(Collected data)
================================
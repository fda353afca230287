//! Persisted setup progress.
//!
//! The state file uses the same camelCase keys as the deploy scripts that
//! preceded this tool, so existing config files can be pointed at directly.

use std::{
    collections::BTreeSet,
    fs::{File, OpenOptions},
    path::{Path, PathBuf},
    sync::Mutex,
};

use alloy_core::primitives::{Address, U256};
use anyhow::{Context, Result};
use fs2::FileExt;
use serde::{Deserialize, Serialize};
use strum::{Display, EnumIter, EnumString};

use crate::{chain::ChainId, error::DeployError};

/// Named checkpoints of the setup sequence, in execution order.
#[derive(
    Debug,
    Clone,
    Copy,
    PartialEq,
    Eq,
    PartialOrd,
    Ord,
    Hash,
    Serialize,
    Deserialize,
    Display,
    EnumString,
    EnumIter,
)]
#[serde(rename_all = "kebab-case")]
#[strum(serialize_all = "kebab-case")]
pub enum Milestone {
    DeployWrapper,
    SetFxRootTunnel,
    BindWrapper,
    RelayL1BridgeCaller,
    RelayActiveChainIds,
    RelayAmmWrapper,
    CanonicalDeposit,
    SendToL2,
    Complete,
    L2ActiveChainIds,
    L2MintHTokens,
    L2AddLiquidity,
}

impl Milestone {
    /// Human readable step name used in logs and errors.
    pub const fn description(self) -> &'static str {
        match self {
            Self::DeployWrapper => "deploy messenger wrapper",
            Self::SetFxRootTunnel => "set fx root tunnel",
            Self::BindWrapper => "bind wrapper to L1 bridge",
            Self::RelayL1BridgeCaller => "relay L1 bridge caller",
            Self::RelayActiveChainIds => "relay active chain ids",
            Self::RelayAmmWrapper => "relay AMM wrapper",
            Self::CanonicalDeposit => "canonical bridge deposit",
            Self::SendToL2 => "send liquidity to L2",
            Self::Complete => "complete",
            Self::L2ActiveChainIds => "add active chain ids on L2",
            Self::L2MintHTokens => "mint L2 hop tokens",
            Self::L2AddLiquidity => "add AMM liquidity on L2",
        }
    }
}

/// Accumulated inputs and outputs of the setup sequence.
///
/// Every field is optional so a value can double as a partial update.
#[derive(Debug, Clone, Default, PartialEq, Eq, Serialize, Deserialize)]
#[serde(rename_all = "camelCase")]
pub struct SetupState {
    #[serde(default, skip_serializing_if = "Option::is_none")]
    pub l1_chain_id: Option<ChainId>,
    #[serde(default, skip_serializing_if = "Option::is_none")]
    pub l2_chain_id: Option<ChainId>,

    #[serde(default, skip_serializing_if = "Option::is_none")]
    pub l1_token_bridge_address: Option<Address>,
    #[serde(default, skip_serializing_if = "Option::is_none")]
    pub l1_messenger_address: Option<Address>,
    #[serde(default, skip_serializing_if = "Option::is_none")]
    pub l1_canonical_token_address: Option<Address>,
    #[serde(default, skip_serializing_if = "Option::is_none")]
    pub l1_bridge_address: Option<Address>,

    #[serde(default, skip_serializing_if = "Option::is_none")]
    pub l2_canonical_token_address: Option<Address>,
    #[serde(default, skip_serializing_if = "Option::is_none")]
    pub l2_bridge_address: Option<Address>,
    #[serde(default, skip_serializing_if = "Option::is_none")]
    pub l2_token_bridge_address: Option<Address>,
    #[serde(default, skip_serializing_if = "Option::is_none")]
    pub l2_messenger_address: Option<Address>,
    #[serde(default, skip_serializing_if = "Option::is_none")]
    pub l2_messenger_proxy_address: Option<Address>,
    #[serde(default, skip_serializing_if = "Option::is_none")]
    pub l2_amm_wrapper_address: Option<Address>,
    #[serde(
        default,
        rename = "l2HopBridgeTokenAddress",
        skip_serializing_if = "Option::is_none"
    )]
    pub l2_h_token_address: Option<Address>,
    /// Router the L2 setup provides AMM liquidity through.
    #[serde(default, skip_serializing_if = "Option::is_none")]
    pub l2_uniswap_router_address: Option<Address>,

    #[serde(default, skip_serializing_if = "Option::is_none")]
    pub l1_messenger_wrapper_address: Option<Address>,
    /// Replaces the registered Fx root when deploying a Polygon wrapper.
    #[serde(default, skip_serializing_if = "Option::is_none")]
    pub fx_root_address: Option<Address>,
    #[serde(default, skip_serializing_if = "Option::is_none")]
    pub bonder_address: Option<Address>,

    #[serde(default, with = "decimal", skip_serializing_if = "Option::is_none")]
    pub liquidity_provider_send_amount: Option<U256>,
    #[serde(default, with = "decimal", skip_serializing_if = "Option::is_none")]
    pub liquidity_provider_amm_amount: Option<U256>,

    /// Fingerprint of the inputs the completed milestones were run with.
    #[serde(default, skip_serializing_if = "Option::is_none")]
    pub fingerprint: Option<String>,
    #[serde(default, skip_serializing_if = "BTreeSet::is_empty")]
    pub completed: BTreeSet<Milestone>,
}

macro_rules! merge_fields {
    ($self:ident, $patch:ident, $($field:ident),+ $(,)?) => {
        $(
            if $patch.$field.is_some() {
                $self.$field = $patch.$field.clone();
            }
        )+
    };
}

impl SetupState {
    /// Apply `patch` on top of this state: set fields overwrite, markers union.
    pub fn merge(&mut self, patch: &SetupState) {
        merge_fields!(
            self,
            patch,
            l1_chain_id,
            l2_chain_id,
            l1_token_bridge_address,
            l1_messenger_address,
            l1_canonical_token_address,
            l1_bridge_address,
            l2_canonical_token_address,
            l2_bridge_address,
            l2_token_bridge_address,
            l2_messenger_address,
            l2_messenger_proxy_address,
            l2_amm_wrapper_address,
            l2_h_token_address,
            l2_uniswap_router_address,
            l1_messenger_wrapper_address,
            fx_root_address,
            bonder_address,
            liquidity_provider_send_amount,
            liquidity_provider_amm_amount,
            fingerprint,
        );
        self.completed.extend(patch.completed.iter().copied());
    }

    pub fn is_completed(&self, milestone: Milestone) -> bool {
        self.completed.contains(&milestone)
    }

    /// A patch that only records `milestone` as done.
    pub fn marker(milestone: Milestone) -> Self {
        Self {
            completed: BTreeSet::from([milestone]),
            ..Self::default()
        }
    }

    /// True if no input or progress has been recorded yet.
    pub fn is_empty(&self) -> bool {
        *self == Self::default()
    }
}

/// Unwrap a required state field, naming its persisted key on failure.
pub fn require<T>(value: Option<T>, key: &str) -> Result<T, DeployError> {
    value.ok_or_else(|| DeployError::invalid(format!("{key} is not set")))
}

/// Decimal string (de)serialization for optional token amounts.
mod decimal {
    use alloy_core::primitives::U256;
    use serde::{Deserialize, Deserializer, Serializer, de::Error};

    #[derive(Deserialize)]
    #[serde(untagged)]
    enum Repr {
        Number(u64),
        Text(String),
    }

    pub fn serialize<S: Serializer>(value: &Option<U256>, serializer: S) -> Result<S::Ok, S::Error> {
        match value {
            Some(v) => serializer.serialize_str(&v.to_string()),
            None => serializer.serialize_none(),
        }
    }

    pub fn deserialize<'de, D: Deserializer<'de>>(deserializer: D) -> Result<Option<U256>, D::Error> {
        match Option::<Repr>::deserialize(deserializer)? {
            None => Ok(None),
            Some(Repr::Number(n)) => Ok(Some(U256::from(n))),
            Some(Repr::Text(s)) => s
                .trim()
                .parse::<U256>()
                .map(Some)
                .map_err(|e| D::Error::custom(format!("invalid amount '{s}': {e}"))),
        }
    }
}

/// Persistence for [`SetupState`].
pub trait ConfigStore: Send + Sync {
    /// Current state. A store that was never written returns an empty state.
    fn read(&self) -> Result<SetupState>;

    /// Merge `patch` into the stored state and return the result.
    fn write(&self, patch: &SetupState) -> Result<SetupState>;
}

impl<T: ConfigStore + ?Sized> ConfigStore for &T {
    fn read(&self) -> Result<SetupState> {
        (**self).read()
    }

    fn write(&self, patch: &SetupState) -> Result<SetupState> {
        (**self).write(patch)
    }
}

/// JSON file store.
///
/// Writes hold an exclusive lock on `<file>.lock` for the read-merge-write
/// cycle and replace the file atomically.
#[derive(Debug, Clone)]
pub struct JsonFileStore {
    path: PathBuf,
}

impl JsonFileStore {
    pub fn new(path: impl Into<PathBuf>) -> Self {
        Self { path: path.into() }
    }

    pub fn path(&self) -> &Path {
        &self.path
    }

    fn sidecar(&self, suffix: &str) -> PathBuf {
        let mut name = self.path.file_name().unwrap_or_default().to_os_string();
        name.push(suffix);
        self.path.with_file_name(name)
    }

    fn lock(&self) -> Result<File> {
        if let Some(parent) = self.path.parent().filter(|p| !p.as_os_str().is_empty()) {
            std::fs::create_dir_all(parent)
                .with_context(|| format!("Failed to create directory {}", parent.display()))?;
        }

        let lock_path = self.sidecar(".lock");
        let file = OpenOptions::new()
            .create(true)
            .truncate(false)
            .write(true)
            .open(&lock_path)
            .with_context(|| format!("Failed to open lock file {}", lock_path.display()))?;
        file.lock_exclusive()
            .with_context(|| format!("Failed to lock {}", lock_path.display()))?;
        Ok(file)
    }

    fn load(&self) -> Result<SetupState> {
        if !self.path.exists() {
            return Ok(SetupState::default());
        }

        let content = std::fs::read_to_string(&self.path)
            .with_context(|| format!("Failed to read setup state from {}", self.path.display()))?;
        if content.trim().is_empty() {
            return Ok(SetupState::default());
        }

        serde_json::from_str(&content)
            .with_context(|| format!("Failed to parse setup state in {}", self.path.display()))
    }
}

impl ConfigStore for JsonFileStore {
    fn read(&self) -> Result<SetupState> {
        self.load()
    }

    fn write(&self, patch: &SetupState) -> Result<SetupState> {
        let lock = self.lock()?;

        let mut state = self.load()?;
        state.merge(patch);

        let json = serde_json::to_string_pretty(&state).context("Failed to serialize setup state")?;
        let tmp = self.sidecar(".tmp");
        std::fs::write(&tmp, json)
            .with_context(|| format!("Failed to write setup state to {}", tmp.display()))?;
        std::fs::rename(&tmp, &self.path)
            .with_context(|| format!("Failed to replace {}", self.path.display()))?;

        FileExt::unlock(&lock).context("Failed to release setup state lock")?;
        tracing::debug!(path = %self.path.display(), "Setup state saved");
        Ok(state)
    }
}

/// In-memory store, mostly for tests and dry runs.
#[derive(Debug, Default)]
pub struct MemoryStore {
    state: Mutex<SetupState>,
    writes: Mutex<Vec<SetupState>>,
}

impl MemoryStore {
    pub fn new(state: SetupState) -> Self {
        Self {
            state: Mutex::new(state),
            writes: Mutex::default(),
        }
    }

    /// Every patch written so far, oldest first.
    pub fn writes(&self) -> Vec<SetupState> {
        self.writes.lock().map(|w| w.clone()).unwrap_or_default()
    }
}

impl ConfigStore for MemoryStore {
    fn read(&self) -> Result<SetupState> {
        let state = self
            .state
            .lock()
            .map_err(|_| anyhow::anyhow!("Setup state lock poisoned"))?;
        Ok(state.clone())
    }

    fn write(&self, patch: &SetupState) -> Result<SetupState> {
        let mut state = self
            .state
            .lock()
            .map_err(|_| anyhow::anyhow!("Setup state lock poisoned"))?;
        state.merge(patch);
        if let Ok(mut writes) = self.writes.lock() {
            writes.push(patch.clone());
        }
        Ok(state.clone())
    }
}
================================
All lines above between those holding "if let Some(parent)" and "let content = std::fs::read_to_string(&self.path)", inclusive, must be set down unchanged, and no other line may be included.

        if let Some(parent) = self.path.parent().filter(|p| !p.as_os_str().is_empty()) {
            std::fs::create_dir_all(parent)
                .with_context(|| format!("Failed to create directory {}", parent.display()))?;
        }

        let lock_path = self.sidecar(".lock");
        let file = OpenOptions::new()
            .create(true)
            .truncate(false)
            .write(true)
            .open(&lock_path)
            .with_context(|| format!("Failed to open lock file {}", lock_path.display()))?;
        file.lock_exclusive()
            .with_context(|| format!("Failed to lock {}", lock_path.display()))?;
        Ok(file)
    }

    fn load(&self) -> Result<SetupState> {
        if !self.path.exists() {
            return Ok(SetupState::default());
        }

        let content = std::fs::read_to_string(&self.path)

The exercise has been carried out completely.